Voici le septième épisode du Manège enchanté. La fin de l’entretien de jeudi dernier s’est mal passé, la jeune femme va-t-elle revenir écouter Joseph ?
Bonjour Joseph.
Vous permettez que je vous appelle par votre prénom, même si d’après ce que j’ai compris, vous le détestez ?
Cette question est ma réponse à votre réflexion qui a clos notre entretien jeudi dernier, non je ne suis pas muette.
Maintenant je vais répondre à votre diatribe de la semaine dernière.
J’ai beaucoup hésité à revenir vous voir, j’ai failli renoncer, vous êtes si obtus, avec des idées reçues tellement ancrées.
Non Joseph, je ne suis pas une petite bourgeoise en mal de sensations fortes.
Je n’ai pas besoin de vous pour vivre.
Je n’ai pas à justifier ma présence ici.
Si vous ne souhaitez pas que je revienne, je respecterai votre décision.
Sachez que je viens de façon parfaitement désintéressée, mais si vous devez m’agresser à nouveau, en effet vous ne me reverrez plus.
Est-ce que je suis claire ?
Pouvons-nous reprendre le cours de votre récit ?
− Très bien j’ai compris. J’admets y avoir été un peu fort la dernière fois, l’évocation de ces souvenirs me perturbe, mais je vous promets d’être exemplaire à partir d’aujourd’hui. Vous me pardonnez ?
− D’accord, on efface tout.
− Est-ce que je peux connaître votre prénom ?
− Si vous y tenez. Je pensais que l’anonymat serait préférable pour ne pas favoriser d’affect, qui comme vous l’avez exprimé la dernière fois risque de vous être préjudiciable, si pour une raison ou une autre je ne pouvais plus vous rendre visite.
− Je préfère tout de même le savoir.
− Très bien, je m’appelle Alexandra, mais vous pouvez m’appeler Alex.
− N’allons pas jusque-là, Alexandra sera parfait. Je reprends donc le cours de ma vie passée.
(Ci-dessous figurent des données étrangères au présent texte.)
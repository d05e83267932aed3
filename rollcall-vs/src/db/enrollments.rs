//! Enrollment bookkeeping
//!
//! The biometric template itself lives with the worker; this table only
//! records that (and when) a subject enrolled.

use chrono::{DateTime, Utc};
use sqlx::{Row, SqlitePool};

use rollcall_common::{Error, Result};

#[derive(Debug, Clone, PartialEq)]
pub struct Enrollment {
    pub subject_id: String,
    pub enrolled_at: DateTime<Utc>,
    pub message: Option<String>,
}

/// Insert or refresh the enrollment row for a subject
pub async fn record_enrollment(
    pool: &SqlitePool,
    subject_id: &str,
    message: Option<&str>,
) -> Result<()> {
    sqlx::query(
        r#"
        INSERT INTO enrollments (subject_id, enrolled_at, message)
        VALUES (?, ?, ?)
        ON CONFLICT(subject_id) DO UPDATE SET
            enrolled_at = excluded.enrolled_at,
            message = excluded.message
        "#,
    )
    .bind(subject_id)
    .bind(Utc::now().to_rfc3339())
    .bind(message)
    .execute(pool)
    .await?;

    Ok(())
}

pub async fn load_enrollment(pool: &SqlitePool, subject_id: &str) -> Result<Option<Enrollment>> {
    let row = sqlx::query("SELECT subject_id, enrolled_at, message FROM enrollments WHERE subject_id = ?")
        .bind(subject_id)
        .fetch_optional(pool)
        .await?;

    let Some(row) = row else {
        return Ok(None);
    };

    let enrolled_at: String = row.get("enrolled_at");
    let enrolled_at = DateTime::parse_from_rfc3339(&enrolled_at)
        .map_err(|e| Error::Internal(format!("Bad enrolled_at for {}: {}", subject_id, e)))?
        .with_timezone(&Utc);

    Ok(Some(Enrollment {
        subject_id: row.get("subject_id"),
        enrolled_at,
        message: row.get("message"),
    }))
}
Donc cette jeune personne voulait rouler son père, je n’étais pas contre.
Je voulais juste savoir comment elle comptait s’y prendre.
Elle avait un plan mûrement réfléchi et attendait quelqu’un comme moi pour l’aider à le mettre à exécution.
Pourquoi moi ?
Elle avait remarqué que son père m’avait plutôt à la bonne, elle ne comprenait visiblement pas bien pourquoi, ce qui était assez vexant, mais je laissais mon ego au vestiaire.
Elle m’expliqua que son père l’avait entrainée dans une escroquerie à son insu deux ans auparavant alors qu’elle n’avait que vingt ans, elle avait failli aller en taule à cause de lui. Il avait payé les meilleurs avocats pour la blanchir, mais n’avait réussi qu’à la faire relaxer pour vice de forme, elle n’avait pas été innocentée et lui en voulait beaucoup depuis.
Son idée était un peu compliquée, en tout cas pour moi. Elle voulait convaincre son père de la laisser prendre la direction de la promotion d’un programme immobilier prestigieux à Nice.
Dans ce genre d’opération immobilière, lorsqu’un client achète un appartement sur plan, il paye des appels de fonds échelonnés au fur et à mesure de l’avancée des travaux, il ne règle le solde que lorsque son appartement est fini et en prend possession à ce moment-là.
Aidée par un ami notaire, elle avait dans l’idée de vendre plusieurs fois les appartements de ce programme et comptait mettre les voiles avant que les futurs acquéreurs ne s’aperçoivent qu’ils étaient plusieurs à avoir acheté le même bien, comme le surbooking de la SNCF, les dindons de la farce si vous préférez, sauf que là il ne s’agissait pas simplement d’une place de train vendue deux fois, mais d’un appartement.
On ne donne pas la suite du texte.